AIM OF THE TASK: Beginning with the line below that contains "filename fanout-sfu/src/config.rs" and ending with the line that contains "the SFU creates.", copy every line exactly. Copy nothing else.

Stored data entries:
+++
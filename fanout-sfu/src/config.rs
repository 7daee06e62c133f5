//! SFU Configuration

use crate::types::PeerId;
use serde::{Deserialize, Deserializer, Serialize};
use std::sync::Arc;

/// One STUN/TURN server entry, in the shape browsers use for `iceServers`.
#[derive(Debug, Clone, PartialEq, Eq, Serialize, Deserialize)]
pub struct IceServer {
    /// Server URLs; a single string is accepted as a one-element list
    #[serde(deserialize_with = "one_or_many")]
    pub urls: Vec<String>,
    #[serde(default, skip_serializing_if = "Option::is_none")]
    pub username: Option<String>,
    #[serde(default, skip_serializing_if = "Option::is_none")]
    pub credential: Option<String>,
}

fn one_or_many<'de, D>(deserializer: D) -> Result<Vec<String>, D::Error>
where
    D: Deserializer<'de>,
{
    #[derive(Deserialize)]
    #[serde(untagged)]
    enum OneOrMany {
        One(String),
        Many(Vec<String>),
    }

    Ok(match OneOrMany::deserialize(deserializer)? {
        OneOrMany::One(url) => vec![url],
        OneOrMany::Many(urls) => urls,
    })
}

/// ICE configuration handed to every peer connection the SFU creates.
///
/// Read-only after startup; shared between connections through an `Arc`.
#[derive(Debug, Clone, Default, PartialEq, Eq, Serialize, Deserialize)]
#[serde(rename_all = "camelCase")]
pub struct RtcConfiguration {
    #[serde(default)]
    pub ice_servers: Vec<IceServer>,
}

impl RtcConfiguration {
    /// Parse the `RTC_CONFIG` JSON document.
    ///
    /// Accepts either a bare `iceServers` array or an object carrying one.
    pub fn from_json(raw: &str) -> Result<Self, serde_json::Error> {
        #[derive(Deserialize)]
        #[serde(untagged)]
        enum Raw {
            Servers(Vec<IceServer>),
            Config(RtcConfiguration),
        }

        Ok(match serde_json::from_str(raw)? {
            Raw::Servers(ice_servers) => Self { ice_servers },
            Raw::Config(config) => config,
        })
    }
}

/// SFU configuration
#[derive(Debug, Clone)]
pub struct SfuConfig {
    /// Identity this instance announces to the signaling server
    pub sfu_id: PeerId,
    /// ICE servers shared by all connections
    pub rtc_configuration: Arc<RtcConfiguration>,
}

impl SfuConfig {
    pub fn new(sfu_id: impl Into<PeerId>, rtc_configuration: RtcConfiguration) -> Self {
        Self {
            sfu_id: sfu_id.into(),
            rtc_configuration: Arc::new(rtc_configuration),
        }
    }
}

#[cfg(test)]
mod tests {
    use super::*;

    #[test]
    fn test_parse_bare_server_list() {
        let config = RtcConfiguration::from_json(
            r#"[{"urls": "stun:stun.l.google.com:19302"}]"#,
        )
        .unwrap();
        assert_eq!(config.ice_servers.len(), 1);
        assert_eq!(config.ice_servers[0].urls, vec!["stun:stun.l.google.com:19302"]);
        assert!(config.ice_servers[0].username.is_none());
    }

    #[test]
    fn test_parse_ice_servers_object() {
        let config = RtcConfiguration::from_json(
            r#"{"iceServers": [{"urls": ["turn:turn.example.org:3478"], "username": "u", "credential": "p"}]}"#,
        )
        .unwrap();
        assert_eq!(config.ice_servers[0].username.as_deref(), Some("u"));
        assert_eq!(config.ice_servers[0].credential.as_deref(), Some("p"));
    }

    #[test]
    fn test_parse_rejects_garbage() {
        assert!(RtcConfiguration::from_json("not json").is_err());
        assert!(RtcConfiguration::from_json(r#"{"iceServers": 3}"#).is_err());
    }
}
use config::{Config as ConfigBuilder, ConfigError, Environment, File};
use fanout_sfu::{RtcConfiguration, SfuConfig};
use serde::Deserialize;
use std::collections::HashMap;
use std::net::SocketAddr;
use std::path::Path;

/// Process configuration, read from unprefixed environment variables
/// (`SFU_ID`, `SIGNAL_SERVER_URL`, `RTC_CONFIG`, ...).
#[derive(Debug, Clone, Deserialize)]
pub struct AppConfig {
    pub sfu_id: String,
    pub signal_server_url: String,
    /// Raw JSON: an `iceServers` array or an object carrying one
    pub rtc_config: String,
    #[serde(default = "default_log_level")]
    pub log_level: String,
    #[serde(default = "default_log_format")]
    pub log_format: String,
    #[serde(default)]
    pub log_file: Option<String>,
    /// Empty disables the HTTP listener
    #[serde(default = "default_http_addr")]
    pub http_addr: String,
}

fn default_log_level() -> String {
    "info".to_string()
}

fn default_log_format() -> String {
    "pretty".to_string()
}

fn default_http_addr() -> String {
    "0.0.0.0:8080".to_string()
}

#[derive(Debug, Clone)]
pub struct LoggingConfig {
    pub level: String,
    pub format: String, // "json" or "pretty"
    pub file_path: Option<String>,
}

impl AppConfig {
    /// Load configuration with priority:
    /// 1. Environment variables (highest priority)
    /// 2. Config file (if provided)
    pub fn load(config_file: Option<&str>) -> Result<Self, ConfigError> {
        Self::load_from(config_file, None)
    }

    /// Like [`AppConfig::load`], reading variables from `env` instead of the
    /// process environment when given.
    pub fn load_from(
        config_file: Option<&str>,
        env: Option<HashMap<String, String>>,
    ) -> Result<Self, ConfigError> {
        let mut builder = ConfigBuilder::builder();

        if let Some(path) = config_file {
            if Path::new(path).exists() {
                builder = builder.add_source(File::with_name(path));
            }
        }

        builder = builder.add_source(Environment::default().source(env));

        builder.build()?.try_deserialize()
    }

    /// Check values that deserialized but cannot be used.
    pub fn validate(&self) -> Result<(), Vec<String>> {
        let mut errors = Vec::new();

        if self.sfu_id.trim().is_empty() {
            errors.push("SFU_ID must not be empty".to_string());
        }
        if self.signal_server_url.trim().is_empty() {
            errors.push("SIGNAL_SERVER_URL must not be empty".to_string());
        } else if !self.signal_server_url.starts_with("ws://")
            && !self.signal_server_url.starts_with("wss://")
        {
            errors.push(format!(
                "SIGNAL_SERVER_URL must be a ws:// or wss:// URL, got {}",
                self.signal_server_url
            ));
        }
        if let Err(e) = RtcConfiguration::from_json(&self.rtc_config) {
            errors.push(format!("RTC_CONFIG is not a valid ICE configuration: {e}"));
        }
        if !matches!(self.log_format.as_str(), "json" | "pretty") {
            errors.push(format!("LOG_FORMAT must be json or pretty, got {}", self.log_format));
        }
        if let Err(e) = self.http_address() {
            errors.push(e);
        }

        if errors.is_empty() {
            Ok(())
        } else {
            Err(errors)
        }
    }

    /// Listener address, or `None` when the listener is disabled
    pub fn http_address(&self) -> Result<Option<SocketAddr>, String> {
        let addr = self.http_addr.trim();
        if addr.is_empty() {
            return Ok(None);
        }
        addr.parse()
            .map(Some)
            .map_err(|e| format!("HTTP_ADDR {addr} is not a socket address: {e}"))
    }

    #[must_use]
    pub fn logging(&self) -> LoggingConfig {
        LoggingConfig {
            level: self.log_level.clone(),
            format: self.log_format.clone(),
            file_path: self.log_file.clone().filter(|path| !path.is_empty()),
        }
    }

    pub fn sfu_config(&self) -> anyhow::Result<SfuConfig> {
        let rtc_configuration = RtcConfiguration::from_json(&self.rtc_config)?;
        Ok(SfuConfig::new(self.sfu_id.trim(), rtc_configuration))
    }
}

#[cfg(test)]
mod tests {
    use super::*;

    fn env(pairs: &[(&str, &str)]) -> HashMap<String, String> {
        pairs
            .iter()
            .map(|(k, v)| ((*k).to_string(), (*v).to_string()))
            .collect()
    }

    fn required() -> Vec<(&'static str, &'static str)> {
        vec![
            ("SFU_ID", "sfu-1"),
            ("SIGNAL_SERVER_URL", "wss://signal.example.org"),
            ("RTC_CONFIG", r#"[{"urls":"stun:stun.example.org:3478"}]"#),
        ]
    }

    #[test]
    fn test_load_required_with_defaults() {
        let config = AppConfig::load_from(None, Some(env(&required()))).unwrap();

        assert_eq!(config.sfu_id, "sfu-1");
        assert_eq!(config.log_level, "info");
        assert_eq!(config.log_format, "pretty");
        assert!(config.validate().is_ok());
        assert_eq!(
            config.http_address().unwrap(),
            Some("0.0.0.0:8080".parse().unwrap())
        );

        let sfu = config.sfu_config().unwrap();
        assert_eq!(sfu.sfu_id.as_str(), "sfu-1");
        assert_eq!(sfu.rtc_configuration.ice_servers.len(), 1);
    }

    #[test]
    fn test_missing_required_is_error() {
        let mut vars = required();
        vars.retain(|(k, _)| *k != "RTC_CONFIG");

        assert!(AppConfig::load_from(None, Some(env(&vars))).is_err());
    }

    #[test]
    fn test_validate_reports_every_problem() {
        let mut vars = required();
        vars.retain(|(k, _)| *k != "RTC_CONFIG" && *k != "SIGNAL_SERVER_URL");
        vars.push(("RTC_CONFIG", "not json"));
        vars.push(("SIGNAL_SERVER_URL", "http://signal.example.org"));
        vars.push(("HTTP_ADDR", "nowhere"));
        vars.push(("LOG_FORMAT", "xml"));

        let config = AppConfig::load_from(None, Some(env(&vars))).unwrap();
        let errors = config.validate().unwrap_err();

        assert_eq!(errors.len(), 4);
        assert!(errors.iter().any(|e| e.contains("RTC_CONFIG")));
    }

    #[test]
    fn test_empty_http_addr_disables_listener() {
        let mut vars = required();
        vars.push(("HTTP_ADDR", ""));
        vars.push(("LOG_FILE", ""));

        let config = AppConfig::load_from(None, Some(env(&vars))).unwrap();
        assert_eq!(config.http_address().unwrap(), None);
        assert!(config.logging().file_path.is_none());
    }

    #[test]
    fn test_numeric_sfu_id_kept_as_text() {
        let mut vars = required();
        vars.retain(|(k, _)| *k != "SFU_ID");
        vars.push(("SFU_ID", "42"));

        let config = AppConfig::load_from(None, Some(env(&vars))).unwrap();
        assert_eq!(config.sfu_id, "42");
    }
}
+++
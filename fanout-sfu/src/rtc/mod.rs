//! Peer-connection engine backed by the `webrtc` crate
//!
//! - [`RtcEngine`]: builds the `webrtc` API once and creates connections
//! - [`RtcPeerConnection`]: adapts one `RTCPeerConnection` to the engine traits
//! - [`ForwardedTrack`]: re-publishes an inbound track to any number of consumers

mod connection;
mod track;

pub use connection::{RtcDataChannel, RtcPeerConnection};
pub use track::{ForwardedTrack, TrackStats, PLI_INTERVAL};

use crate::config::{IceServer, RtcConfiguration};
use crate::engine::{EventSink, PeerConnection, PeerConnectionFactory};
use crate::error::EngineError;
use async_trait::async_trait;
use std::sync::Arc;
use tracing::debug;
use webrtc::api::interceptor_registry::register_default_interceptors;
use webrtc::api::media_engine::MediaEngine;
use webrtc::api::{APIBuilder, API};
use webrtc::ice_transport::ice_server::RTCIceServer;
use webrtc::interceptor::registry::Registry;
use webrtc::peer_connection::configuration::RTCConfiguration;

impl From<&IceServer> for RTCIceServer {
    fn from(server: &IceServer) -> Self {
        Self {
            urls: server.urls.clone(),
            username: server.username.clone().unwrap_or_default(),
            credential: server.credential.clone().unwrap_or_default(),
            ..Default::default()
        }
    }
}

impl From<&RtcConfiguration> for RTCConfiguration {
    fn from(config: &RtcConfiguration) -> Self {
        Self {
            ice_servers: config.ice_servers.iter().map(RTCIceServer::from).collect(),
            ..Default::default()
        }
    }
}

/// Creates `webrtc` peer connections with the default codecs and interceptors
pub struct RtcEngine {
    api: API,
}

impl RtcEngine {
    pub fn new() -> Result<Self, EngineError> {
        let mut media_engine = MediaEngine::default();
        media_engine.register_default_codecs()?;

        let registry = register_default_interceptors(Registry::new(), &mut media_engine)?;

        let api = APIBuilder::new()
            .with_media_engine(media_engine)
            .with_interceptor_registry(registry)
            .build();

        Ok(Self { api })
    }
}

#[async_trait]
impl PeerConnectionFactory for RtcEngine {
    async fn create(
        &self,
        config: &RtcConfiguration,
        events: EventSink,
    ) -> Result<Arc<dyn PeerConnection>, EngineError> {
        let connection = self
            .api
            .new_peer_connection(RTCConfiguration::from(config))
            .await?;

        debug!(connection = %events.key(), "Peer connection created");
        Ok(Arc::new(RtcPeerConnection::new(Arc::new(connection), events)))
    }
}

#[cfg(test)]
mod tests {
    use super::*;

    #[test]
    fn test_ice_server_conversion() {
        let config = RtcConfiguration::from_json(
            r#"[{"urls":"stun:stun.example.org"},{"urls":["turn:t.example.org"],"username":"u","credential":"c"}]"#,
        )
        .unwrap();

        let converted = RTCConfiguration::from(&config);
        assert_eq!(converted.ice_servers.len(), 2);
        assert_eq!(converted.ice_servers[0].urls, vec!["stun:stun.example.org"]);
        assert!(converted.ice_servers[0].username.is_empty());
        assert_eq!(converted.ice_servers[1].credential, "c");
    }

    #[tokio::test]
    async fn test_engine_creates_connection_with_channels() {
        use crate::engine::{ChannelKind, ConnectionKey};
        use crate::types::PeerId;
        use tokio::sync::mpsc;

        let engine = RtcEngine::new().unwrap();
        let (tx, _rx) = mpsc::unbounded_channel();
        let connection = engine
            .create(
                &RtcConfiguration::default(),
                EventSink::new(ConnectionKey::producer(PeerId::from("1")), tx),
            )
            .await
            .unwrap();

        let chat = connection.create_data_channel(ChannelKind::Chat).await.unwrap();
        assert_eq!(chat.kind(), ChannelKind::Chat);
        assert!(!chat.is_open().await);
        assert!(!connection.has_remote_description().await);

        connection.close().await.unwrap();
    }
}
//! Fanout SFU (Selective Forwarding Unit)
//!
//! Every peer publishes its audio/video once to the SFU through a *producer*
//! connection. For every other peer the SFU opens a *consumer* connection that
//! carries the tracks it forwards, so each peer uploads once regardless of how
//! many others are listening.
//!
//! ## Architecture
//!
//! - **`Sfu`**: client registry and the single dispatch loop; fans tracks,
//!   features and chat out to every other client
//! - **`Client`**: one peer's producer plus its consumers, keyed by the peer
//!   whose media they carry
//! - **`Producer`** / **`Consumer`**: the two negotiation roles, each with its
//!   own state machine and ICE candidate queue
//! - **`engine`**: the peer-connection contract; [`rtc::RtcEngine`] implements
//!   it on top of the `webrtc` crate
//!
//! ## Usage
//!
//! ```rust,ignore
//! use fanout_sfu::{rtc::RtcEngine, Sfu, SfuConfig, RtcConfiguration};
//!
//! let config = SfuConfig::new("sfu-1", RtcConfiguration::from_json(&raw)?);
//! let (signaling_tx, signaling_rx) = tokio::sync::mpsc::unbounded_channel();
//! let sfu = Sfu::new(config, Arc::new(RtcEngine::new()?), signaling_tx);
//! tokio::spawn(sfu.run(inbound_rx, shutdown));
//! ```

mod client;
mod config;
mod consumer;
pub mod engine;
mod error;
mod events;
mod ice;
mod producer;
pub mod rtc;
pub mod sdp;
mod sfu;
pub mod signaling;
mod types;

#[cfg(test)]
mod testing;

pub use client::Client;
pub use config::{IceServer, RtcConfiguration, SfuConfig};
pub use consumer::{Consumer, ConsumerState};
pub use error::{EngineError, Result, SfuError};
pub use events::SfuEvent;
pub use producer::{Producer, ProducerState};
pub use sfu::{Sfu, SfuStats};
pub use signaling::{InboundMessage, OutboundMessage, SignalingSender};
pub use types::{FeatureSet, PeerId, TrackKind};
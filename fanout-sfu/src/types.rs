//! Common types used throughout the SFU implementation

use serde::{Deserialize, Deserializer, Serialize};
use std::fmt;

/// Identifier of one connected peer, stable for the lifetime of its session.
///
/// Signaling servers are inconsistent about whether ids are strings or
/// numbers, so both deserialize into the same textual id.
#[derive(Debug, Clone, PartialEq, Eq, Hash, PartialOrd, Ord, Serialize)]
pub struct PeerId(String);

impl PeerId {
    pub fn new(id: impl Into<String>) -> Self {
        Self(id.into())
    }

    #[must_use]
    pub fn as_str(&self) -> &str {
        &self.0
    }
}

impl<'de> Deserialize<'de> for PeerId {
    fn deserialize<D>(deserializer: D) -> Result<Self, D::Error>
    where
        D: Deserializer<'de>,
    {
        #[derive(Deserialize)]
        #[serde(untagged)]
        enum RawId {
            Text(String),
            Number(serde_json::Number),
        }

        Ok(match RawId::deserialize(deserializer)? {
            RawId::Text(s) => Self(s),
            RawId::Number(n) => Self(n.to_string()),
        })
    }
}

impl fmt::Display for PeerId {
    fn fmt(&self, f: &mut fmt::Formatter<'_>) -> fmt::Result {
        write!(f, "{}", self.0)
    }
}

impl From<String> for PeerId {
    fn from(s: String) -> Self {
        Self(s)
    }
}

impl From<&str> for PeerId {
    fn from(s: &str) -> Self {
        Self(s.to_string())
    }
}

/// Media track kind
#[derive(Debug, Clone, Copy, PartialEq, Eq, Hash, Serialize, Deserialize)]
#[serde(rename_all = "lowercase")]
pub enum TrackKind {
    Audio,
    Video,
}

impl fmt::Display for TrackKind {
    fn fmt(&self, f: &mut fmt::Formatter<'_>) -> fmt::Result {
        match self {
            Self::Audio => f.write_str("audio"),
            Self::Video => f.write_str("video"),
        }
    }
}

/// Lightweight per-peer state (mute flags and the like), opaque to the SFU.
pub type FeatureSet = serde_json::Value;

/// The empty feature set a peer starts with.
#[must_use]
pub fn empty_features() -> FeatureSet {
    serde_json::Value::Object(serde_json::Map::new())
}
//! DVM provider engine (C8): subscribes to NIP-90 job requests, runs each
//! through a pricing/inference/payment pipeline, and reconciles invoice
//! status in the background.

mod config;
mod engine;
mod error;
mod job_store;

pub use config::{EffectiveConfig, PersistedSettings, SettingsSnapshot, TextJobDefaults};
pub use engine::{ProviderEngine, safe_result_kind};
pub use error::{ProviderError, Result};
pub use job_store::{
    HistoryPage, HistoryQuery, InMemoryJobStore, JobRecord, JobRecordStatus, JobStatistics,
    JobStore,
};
+++
COMPLETED EXERCISE:
filename fanout-sfu/src/config.rs
repository 7daee06e62c133f5
//! SFU Configuration

use crate::types::PeerId;
use serde::{Deserialize, Deserializer, Serialize};
use std::sync::Arc;

/// One STUN/TURN server entry, in the shape browsers use for `iceServers`.
#[derive(Debug, Clone, PartialEq, Eq, Serialize, Deserialize)]
pub struct IceServer {
    /// Server URLs; a single string is accepted as a one-element list
    #[serde(deserialize_with = "one_or_many")]
    pub urls: Vec<String>,
    #[serde(default, skip_serializing_if = "Option::is_none")]
    pub username: Option<String>,
    #[serde(default, skip_serializing_if = "Option::is_none")]
    pub credential: Option<String>,
}

fn one_or_many<'de, D>(deserializer: D) -> Result<Vec<String>, D::Error>
where
    D: Deserializer<'de>,
{
    #[derive(Deserialize)]
    #[serde(untagged)]
    enum OneOrMany {
        One(String),
        Many(Vec<String>),
    }

    Ok(match OneOrMany::deserialize(deserializer)? {
        OneOrMany::One(url) => vec![url],
        OneOrMany::Many(urls) => urls,
    })
}

/// ICE configuration handed to every peer connection the SFU creates.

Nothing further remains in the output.